When ripe, the avocado becomes soft and its skin darkens. Cut the ripe avocado in half by slicing through its skin and then pulling the two halves apart. Remove the pit with the point of the knife, and then peel the skin from each half.

Guacamole
Avocados are the basis for guacamole, which is known as a delicious dip for chips. It's also great with raw vegetables, or with hamburger, steak, or chicken. It's easy to make real guacamole at home: see this easy guacamole recipe. 

Cabbage Revisited
I think it's sometimes called "the humble cabbage." Here's cabbage ideas in order of increasing daring:

  • Shredded raw red cabbage with flax seed oil dressing
  • Coleslaw
  • Sauerkraut
  • Kim-chee (or kimchi), the spicy Korean fermented cabbage (check the refrigerated section at the natural food store)

How To Cook Vegetables

Steam
Steaming is the easiest and fastest way to cook healthy vegetables: more information here on how to steam vegetables. Ideas: broccoli, cauliflower, carrots, daikon radish, brussels sprouts. Easy to use prewashed broccoli, cauliflower, peapods, carrots, and others are available at many grocery stores.

Stir Fry
Stir fry in a wok or frying pan: continuously stirring small pieces of vegetables in oil at a high temperature. More information here on how to make stir fry vegetables. My favorite: bok choy stir fry. 

Sauté
Sauté an onion to serve with burgers. Slowly fry onion slices at low temperature in butter. Try sautéing other vegetables: slices of squash, zucchini, or radishes.

Fried Plantains
A plantain is a fruit--a cousin to the banana. But a plantain is always cooked like a vegetable! This fried plantain recipe makes a fun substitute for French fries.

Sweet Potatoes
To bake a sweet potato:

  • Scrub with a vegetable brush
  • Cut a single slit into the potato before baking
  • Put uncovered in a glass Pyrex pan
  • Bake one hour at 350 degrees F.

Eat with butter, melted cheese, or sour cream.

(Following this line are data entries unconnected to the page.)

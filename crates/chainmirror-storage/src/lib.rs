//! chainmirror-storage — storage backends for ChainMirror.
//!
//! Backends:
//! - [`memory`]: in-memory (dev/testing, no persistence)
//! - `postgres`: PostgreSQL via `sqlx` (feature `postgres`)
//!
//! Both implement [`chainmirror_core::Store`].

pub mod memory;

#[cfg(feature = "postgres")]
pub mod postgres;

pub use memory::MemoryStore;

#[cfg(feature = "postgres")]
pub use postgres::PostgresStore;
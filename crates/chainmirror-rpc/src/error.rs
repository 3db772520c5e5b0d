//! Wire-level error type for the JSON-RPC surface.

use thiserror::Error;

use chainmirror_core::error::MirrorError;
use chainmirror_core::jsonrpc::{codes, JsonRpcError};

/// An error returned to a JSON-RPC caller.
#[derive(Debug, Error)]
pub enum RpcError {
    /// Body is not valid JSON.
    #[error("parse error: {0}")]
    Parse(String),

    /// JSON is not a request object.
    #[error("invalid request: {0}")]
    InvalidRequest(String),

    #[error("the method {0} does not exist/is not available")]
    MethodNotFound(String),

    #[error("invalid params: {0}")]
    InvalidParams(String),

    /// A known Ethereum method this server does not serve.
    #[error("method not supported: {0}")]
    Unsupported(String),

    /// Store or upstream failure.
    #[error("internal error: {0}")]
    Internal(String),
}

impl RpcError {
    /// JSON-RPC error code.
    pub fn code(&self) -> i64 {
        match self {
            Self::Parse(_) => codes::PARSE_ERROR,
            Self::InvalidRequest(_) => codes::INVALID_REQUEST,
            Self::MethodNotFound(_) => codes::METHOD_NOT_FOUND,
            Self::InvalidParams(_) => codes::INVALID_PARAMS,
            Self::Unsupported(_) => codes::METHOD_NOT_SUPPORTED,
            Self::Internal(_) => codes::INTERNAL_ERROR,
        }
    }

    pub fn to_json_error(&self) -> JsonRpcError {
        JsonRpcError {
            code: self.code(),
            message: self.to_string(),
            data: None,
        }
    }
}

impl From<MirrorError> for RpcError {
    fn from(e: MirrorError) -> Self {
        match e {
            MirrorError::InvalidParams(msg) => Self::InvalidParams(msg),
            MirrorError::InvalidBlockSpec(msg) => Self::InvalidParams(msg),
            MirrorError::Unsupported(method) => Self::Unsupported(method),
            MirrorError::Storage(_)
            | MirrorError::Source(_)
            | MirrorError::Codec(_)
            | MirrorError::Other(_) => Self::Internal(e.to_string()),
        }
    }
}

#[cfg(test)]
mod tests {
    use super::*;

    #[test]
    fn mirror_errors_map_to_codes() {
        let cases = [
            (MirrorError::InvalidParams("x".into()), -32602),
            (MirrorError::InvalidBlockSpec("12".into()), -32602),
            (MirrorError::Unsupported("eth_sign".into()), -32004),
            (MirrorError::Storage("down".into()), -32603),
            (MirrorError::Codec("bad".into()), -32603),
        ];
        for (err, code) in cases {
            assert_eq!(RpcError::from(err).code(), code);
        }
    }

    #[test]
    fn internal_error_keeps_cause() {
        let err = RpcError::from(MirrorError::Storage("connection refused".into()));
        let wire = err.to_json_error();
        assert_eq!(wire.code, -32603);
        assert!(wire.message.contains("connection refused"), "{}", wire.message);
    }
}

A Farm-Fresh Vegetable Supply

Farmers' Market
Inexpensive and high-quality vegetables can be found fresh at a farmers' market.

Find a farmers' market near you: Local Harvest: Farmers' Markets 

Community Supported Agriculture
Get a weekly box of healthy vegetables from a local farmer.

Find a farmer here: Local Harvest: CSA 

Vegetable Gardening
Don't rule out growing vegetables--even if you don't have a yard.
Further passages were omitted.